Thursday, January 12, 2017

The Difficulty of Being Still

by Danetta Kellar

The snowstorm could not stop my plans to get away. In fact, the promise of snow made me even more determined to pack my writing, books, and fuzzy pajamas and load up the four-wheel-drive. On the way out the door I grabbed my trusty hot water bottle. I was ready for solitude in a winter wonderland. An introvert’s dream come true.

Every January I take time off from the rest of life to get away with God. I have come to depend on this time of looking back and looking ahead, reflecting and planning. 

Time apart with God anchors my year and gives me clarity for the busy and unpredictable days to come. 

Like forecasted, the snow fell during the first night and I awoke to a world covered in startling whiteness. A fresh, new start. A covering of all that yesterday lay dirty and broken. Noise hushed by quiet drifts of millions of individually crafted crystals made of ice. God on display.

A perfect scenario in which to settle in and seek Him.

I sat down at the little kitchen table and began to read the Words of Life. Then I remembered I wanted coffee to make it all perfect. So I got up.

I made my coffee and tried a new creamer in it, sitting down again with my Bible. Yuck! The cream was too sweet. I got back up and poured it out. After all, this retreat needs to be absolutely perfect, right down to what I drink while I pray.

Sitting back down again, I took a deep breath and tried to remember what I had started reading. Wow, that snow sure makes the sun glare through the blinds! I got up again and adjusted the blinds. Four times. 

By now I was hungry, having skipped breakfast. I made some oatmeal.

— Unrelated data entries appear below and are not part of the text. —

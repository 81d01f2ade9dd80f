//! The FUSE operations of [SlothFs].

use std::ffi::CStr;
use std::io;
use std::os::unix::fs::FileExt;
use std::sync::atomic::Ordering;
use std::sync::Arc;
use std::time::{Duration, SystemTime, UNIX_EPOCH};

use fuse_backend_rs::abi::fuse_abi::stat64;
use fuse_backend_rs::api::filesystem::{
    Context, DirEntry, Entry, FileSystem, FsOptions, GetxattrReply, ListxattrReply, OpenOptions,
    SetattrValid, ZeroCopyReader, ZeroCopyWriter,
};
use tracing::{debug, warn};

use super::inode_tracker::ROOT_ID;
use super::multifs::SlothFs;
use super::nodes::{FileNode, InodeData};
use super::{CONTENT_TTL, ROOT_TTL};

const XATTR_NAME_GITSHA1: &[u8] = b"user.gitsha1";

impl SlothFs {
    fn ttl_for(&self, parent: u64) -> Duration {
        // Workspaces come and go under the root and under config/; their
        // dentries must not be cached. Content below a workspace is pinned.
        if parent == ROOT_ID || parent == self.config_ino {
            ROOT_TTL
        } else {
            CONTENT_TTL
        }
    }

    fn entry_for(&self, ino: u64, data: &InodeData, ttl: Duration) -> Entry {
        Entry {
            inode: ino,
            generation: 0,
            attr: data.attr(ino).into(),
            attr_flags: 0,
            attr_timeout: ttl,
            entry_timeout: ttl,
        }
    }

    /// The blob node behind an inode, if it is one.
    fn file_node(&self, inode: u64) -> Option<Arc<FileNode>> {
        match self.inodes.read().get(inode) {
            Some(InodeData::Regular(node)) => Some(node.clone()),
            _ => None,
        }
    }

    fn open_blob_file(&self, node: &Arc<FileNode>) -> io::Result<std::fs::File> {
        self.tokio_handle
            .block_on(node.fetcher.open_blob(&node.id, node.clone))
            .map_err(|e| {
                warn!(blob.id = %node.id, error = %e, "blob fetch failed");
                io::Error::from_raw_os_error(e.as_raw_os_error())
            })
    }
}

impl FileSystem for SlothFs {
    type Inode = u64;
    type Handle = u64;

    fn init(&self, capable: FsOptions) -> io::Result<FsOptions> {
        let mut enabled = FsOptions::empty();
        // With zero-message opens the kernel reads without a file handle and
        // we serve each read with a short-lived open against the store.
        if capable.contains(FsOptions::ZERO_MESSAGE_OPEN) {
            enabled |= FsOptions::ZERO_MESSAGE_OPEN;
            self.handle_less.store(true, Ordering::SeqCst);
        }
        Ok(enabled)
    }

    #[tracing::instrument(skip_all, fields(rq.parent = parent, rq.name = ?name))]
    fn lookup(&self, _ctx: &Context, parent: Self::Inode, name: &CStr) -> io::Result<Entry> {
        let name = name
            .to_str()
            .map_err(|_| io::Error::from_raw_os_error(libc::ENOENT))?;

        let tracker = self.inodes.read();
        let ino = tracker
            .child(parent, name)
            .ok_or_else(|| io::Error::from_raw_os_error(libc::ENOENT))?;
        let data = tracker.get(ino).expect("child inode must exist");

        Ok(self.entry_for(ino, data, self.ttl_for(parent)))
    }

    #[tracing::instrument(skip_all, fields(rq.inode = inode))]
    fn getattr(
        &self,
        _ctx: &Context,
        inode: Self::Inode,
        _handle: Option<Self::Handle>,
    ) -> io::Result<(stat64, Duration)> {
        let ttl = if inode == ROOT_ID || inode == self.config_ino {
            ROOT_TTL
        } else {
            CONTENT_TTL
        };
        match self.inodes.read().get(inode) {
            None => Err(io::Error::from_raw_os_error(libc::ENOENT)),
            Some(data) => Ok((data.attr(inode).into(), ttl)),
        }
    }

    #[tracing::instrument(skip_all, fields(rq.inode = inode))]
    fn setattr(
        &self,
        _ctx: &Context,
        inode: Self::Inode,
        attr: stat64,
        _handle: Option<Self::Handle>,
        valid: SetattrValid,
    ) -> io::Result<(stat64, Duration)> {
        let node = self
            .file_node(inode)
            .ok_or_else(|| io::Error::from_raw_os_error(libc::ENOSYS))?;

        // Only the timestamp is writable.
        if valid.intersects(
            SetattrValid::MODE
                | SetattrValid::UID
                | SetattrValid::GID
                | SetattrValid::SIZE
                | SetattrValid::CTIME,
        ) {
            return Err(io::Error::from_raw_os_error(libc::ENOTSUP));
        }

        if valid.contains(SetattrValid::MTIME_NOW) {
            node.set_mtime(SystemTime::now());
        } else if valid.contains(SetattrValid::MTIME) {
            let mtime = UNIX_EPOCH
                + Duration::new(attr.st_mtime.max(0) as u64, attr.st_mtime_nsec as u32);
            node.set_mtime(mtime);
        }

        Ok((node.attr(inode).into(), CONTENT_TTL))
    }

    #[tracing::instrument(skip_all, fields(rq.inode = inode))]
    fn readlink(&self, _ctx: &Context, inode: Self::Inode) -> io::Result<Vec<u8>> {
        match self.inodes.read().get(inode) {
            Some(InodeData::Symlink(target)) => Ok(target.to_vec()),
            Some(InodeData::Regular(node)) => match &node.link_target {
                Some(target) => Ok(target.to_vec()),
                None => Err(io::Error::from_raw_os_error(libc::EINVAL)),
            },
            Some(_) => Err(io::Error::from_raw_os_error(libc::EINVAL)),
            None => Err(io::Error::from_raw_os_error(libc::ENOENT)),
        }
    }

    /// Creating a symlink inside `config/` mounts a workspace: the link
    /// target names a manifest file, the link name becomes the workspace.
    #[tracing::instrument(skip_all, fields(rq.parent = parent, rq.name = ?name))]
    fn symlink(
        &self,
        _ctx: &Context,
        linkname: &CStr,
        parent: Self::Inode,
        name: &CStr,
    ) -> io::Result<Entry> {
        if parent != self.config_ino {
            return Err(io::Error::from_raw_os_error(libc::EROFS));
        }
        let name = name
            .to_str()
            .map_err(|_| io::Error::from_raw_os_error(libc::EINVAL))?;
        let target = linkname
            .to_str()
            .map_err(|_| io::Error::from_raw_os_error(libc::EINVAL))?;

        self.tokio_handle
            .block_on(self.create_workspace_from_file(name, std::path::Path::new(target)))
            .map_err(|e| {
                warn!(workspace = %name, error = %e, "workspace creation failed");
                io::Error::from_raw_os_error(e.as_raw_os_error())
            })?;

        let tracker = self.inodes.read();
        let ino = tracker
            .child(self.config_ino, name)
            .ok_or_else(|| io::Error::from_raw_os_error(libc::EIO))?;
        let data = tracker.get(ino).expect("config entry must exist");
        Ok(self.entry_for(ino, data, ROOT_TTL))
    }

    /// Unlinking `config/<ws>` detaches the workspace.
    #[tracing::instrument(skip_all, fields(rq.parent = parent, rq.name = ?name))]
    fn unlink(&self, _ctx: &Context, parent: Self::Inode, name: &CStr) -> io::Result<()> {
        if parent != self.config_ino {
            return Err(io::Error::from_raw_os_error(libc::EROFS));
        }
        let name = name
            .to_str()
            .map_err(|_| io::Error::from_raw_os_error(libc::ENOENT))?;

        self.destroy_workspace(name)
            .map_err(|e| io::Error::from_raw_os_error(e.as_raw_os_error()))
    }

    #[tracing::instrument(skip_all, fields(rq.inode = inode))]
    fn open(
        &self,
        _ctx: &Context,
        inode: Self::Inode,
        _flags: u32,
        _fuse_flags: u32,
    ) -> io::Result<(Option<Self::Handle>, OpenOptions)> {
        if self.handle_less.load(Ordering::SeqCst) {
            // ENOSYS makes the kernel use handle-less I/O from here on.
            return Err(io::Error::from_raw_os_error(libc::ENOSYS));
        }

        let data_kind = {
            let tracker = self.inodes.read();
            match tracker.get(inode) {
                None => return Err(io::Error::from_raw_os_error(libc::ENOENT)),
                Some(InodeData::Dir(_)) | Some(InodeData::Symlink(_)) => {
                    return Err(io::Error::from_raw_os_error(libc::EISDIR))
                }
                Some(InodeData::Mem(_)) => None,
                Some(InodeData::Regular(node)) => Some(node.clone()),
            }
        };

        match data_kind {
            // In-memory files are served straight from the inode table.
            None => Ok((None, OpenOptions::KEEP_CACHE)),
            Some(node) => {
                let file = self.open_blob_file(&node)?;

                let fh = self.next_file_handle.fetch_add(1, Ordering::SeqCst);
                self.file_handles.write().insert(fh, Arc::new(file));

                // The revision is pinned, so the kernel may keep the page
                // cache across opens.
                Ok((Some(fh), OpenOptions::KEEP_CACHE))
            }
        }
    }

    #[tracing::instrument(skip_all, fields(rq.inode = inode, rq.handle = handle))]
    fn release(
        &self,
        _ctx: &Context,
        inode: Self::Inode,
        _flags: u32,
        handle: Self::Handle,
        _flush: bool,
        _flock_release: bool,
        _lock_owner: Option<u64>,
    ) -> io::Result<()> {
        self.file_handles.write().remove(&handle);
        Ok(())
    }

    #[tracing::instrument(skip_all, fields(rq.inode = inode, rq.offset = offset, rq.size = size))]
    fn read(
        &self,
        _ctx: &Context,
        inode: Self::Inode,
        handle: Self::Handle,
        w: &mut dyn ZeroCopyWriter,
        size: u32,
        offset: u64,
        _lock_owner: Option<u64>,
        _flags: u32,
    ) -> io::Result<usize> {
        debug!("read");

        let node = {
            let tracker = self.inodes.read();
            match tracker.get(inode) {
                None => return Err(io::Error::from_raw_os_error(libc::ENOENT)),
                Some(InodeData::Mem(data)) => {
                    let start = (offset as usize).min(data.len());
                    let end = (start + size as usize).min(data.len());
                    let mut cursor = io::Cursor::new(&data[start..end]);
                    return Ok(io::copy(&mut cursor, w)? as usize);
                }
                Some(InodeData::Regular(node)) => node.clone(),
                Some(_) => return Err(io::Error::from_raw_os_error(libc::EISDIR)),
            }
        };

        // Reuse the handle's descriptor; with handle-less I/O each read does
        // a short-lived open-read-close against the store.
        let file = match self.file_handles.read().get(&handle) {
            Some(f) => f.clone(),
            None => Arc::new(self.open_blob_file(&node)?),
        };

        let mut buf = vec![0u8; size as usize];
        let mut filled = 0;
        while filled < buf.len() {
            let n = file.read_at(&mut buf[filled..], offset + filled as u64)?;
            if n == 0 {
                break;
            }
            filled += n;
        }
        buf.truncate(filled);

        let buf_len = buf.len();
        let written = io::copy(&mut io::Cursor::new(buf), w)?;
        if written != buf_len as u64 {
            warn!(written, buf_len, "unable to write all of buf to kernel");
            return Err(io::Error::from_raw_os_error(libc::EIO));
        }
        Ok(written as usize)
    }

    fn write(
        &self,
        _ctx: &Context,
        _inode: Self::Inode,
        _handle: Self::Handle,
        _r: &mut dyn ZeroCopyReader,
        _size: u32,
        _offset: u64,
        _lock_owner: Option<u64>,
        _delayed_write: bool,
        _flags: u32,
        _fuse_flags: u32,
    ) -> io::Result<usize> {
        Err(io::Error::from_raw_os_error(libc::EROFS))
    }

    fn opendir(
        &self,
        _ctx: &Context,
        inode: Self::Inode,
        _flags: u32,
    ) -> io::Result<(Option<Self::Handle>, OpenOptions)> {
        match self.inodes.read().get(inode) {
            Some(InodeData::Dir(_)) => Ok((None, OpenOptions::empty())),
            Some(_) => Err(io::Error::from_raw_os_error(libc::ENOTDIR)),
            None => Err(io::Error::from_raw_os_error(libc::ENOENT)),
        }
    }

    #[tracing::instrument(skip_all, fields(rq.inode = inode, rq.offset = offset))]
    fn readdir(
        &self,
        _ctx: &Context,
        inode: Self::Inode,
        _handle: Self::Handle,
        _size: u32,
        offset: u64,
        add_entry: &mut dyn FnMut(DirEntry) -> io::Result<usize>,
    ) -> io::Result<()> {
        let tracker = self.inodes.read();
        let entries = tracker
            .dir_entries(inode)
            .ok_or_else(|| io::Error::from_raw_os_error(libc::ENOTDIR))?;

        for (i, (name, ino)) in entries.into_iter().enumerate().skip(offset as usize) {
            let Some(data) = tracker.get(ino) else {
                continue;
            };
            let written = add_entry(DirEntry {
                ino,
                offset: i as u64 + 1,
                type_: data.as_fuse_type(),
                name: name.as_bytes(),
            })?;
            if written == 0 {
                break;
            }
        }
        Ok(())
    }

    #[tracing::instrument(skip_all, fields(rq.inode = inode, rq.offset = offset))]
    fn readdirplus(
        &self,
        _ctx: &Context,
        inode: Self::Inode,
        _handle: Self::Handle,
        _size: u32,
        offset: u64,
        add_entry: &mut dyn FnMut(DirEntry, Entry) -> io::Result<usize>,
    ) -> io::Result<()> {
        let ttl = self.ttl_for(inode);
        let tracker = self.inodes.read();
        let entries = tracker
            .dir_entries(inode)
            .ok_or_else(|| io::Error::from_raw_os_error(libc::ENOTDIR))?;

        for (i, (name, ino)) in entries.into_iter().enumerate().skip(offset as usize) {
            let Some(data) = tracker.get(ino) else {
                continue;
            };
            let written = add_entry(
                DirEntry {
                    ino,
                    offset: i as u64 + 1,
                    type_: data.as_fuse_type(),
                    name: name.as_bytes(),
                },
                self.entry_for(ino, data, ttl),
            )?;
            if written == 0 {
                break;
            }
        }
        Ok(())
    }

    fn releasedir(
        &self,
        _ctx: &Context,
        _inode: Self::Inode,
        _flags: u32,
        _handle: Self::Handle,
    ) -> io::Result<()> {
        Ok(())
    }

    #[tracing::instrument(skip_all, fields(rq.inode = inode, name = ?name))]
    fn getxattr(
        &self,
        _ctx: &Context,
        inode: Self::Inode,
        name: &CStr,
        size: u32,
    ) -> io::Result<GetxattrReply> {
        let node = self
            .file_node(inode)
            .ok_or_else(|| io::Error::from_raw_os_error(libc::ENODATA))?;
        if name.to_bytes() != XATTR_NAME_GITSHA1 {
            return Err(io::Error::from_raw_os_error(libc::ENODATA));
        }

        let hex = node.id.hex();
        if size == 0 {
            Ok(GetxattrReply::Count(hex.len() as u32))
        } else if size < hex.len() as u32 {
            Err(io::Error::from_raw_os_error(libc::ERANGE))
        } else {
            Ok(GetxattrReply::Value(hex.into_bytes()))
        }
    }

    #[tracing::instrument(skip_all, fields(rq.inode = inode))]
    fn listxattr(&self, _ctx: &Context, inode: Self::Inode, size: u32) -> io::Result<ListxattrReply> {
        let mut names = Vec::new();
        if self.file_node(inode).is_some() {
            names.extend_from_slice(XATTR_NAME_GITSHA1);
            names.push(0);
        }

        if size == 0 {
            Ok(ListxattrReply::Count(names.len() as u32))
        } else if size < names.len() as u32 {
            Err(io::Error::from_raw_os_error(libc::ERANGE))
        } else {
            Ok(ListxattrReply::Names(names))
        }
    }
}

About an hour after I started my time alone with God, I finally started my time alone with God.

Just talk to me. 

I could hear God’s voice in my heart. It didn't seem very spiritual or monk-like, but I began pacing around the room, pouring my thoughts out aloud to Him. I told Him what I was worried about, what I was confused about, what I was happy about, what was stopping me from being still. I laid out my questions for the year, and decisions I needed to make. I talked, and I talked, and I talked. 

Then, suddenly, like the last little floating flake of falling snow, the words ran out.

Now, that was not so hard, was it?

My soul was calm. My mind was still. I returned to the table and opened my Bible. Again. I began to revisit the promises God has given over the years. And my heart was filled with praise and worship. As I re-examined those promises, new truths I had not before seen became clear. The voice of God in my heart began to instruct me, fill me with hope, purpose.

There were things I had not thought of but He had.

There were people I had not come to pray for but He asked me to.

There were burdens I was carrying secretly that He gently exposed and took from me.

We cannot be still until we have poured our hearts out to the One who sees them more clearly than we do. This is our first step.

God is not annoyed by what you have to say. He is a Listener and a Counselor, a Helper and a Guide. He is a Comforter, a Planner, a Hope-Giver, and a Rescuer. He undertakes for us the tasks we cannot even see yet. 

Are you sad and distraught, wishing you had someone to talk to who knows you? Do you feel too tired to reach out to someone, to try to find someone who would just listen? 

Talk to God. He accepts you and loves you.

I once observed a conversation between a very old man and a little girl. The girl talked incessantly and jumped from topic to topic. The old man smiled gently and nodded. His facial expression showed delight and patience, adoration and kindness. He listened, and listened. The little girl laughed and talked, completely comfortable and accepted. 

How like our Father, I thought to myself. A gentle and patient listener, delighting in us as we bounce around, pouring out our hearts about what is important to us. What God is this, who listens to His children and cares for them so tenderly? He is our own Father, the One who loves us.

Past the noise of our cluttered minds and hearts, God is patiently waiting. He has much to say to us. 

God speaks to us like the quietly falling snow, covering our distress with calm. He speaks to us through His word, the Bible. Its pages are overflowing with hope, hope, encouragement, and instruction to guide our lives.

It is difficult to be still, to seek Him, to really listen. But it is a challenge worth accepting

Being still before God does not require sainthood or a weekend away. Begin with the simple discipline of stilling yourself for a few moments at the start of each day. The reward of finding Him will grow so dear that your determination to seek him longer will also grow. Before you know it you won’t be able to live without that precious time with the One who knows you so well.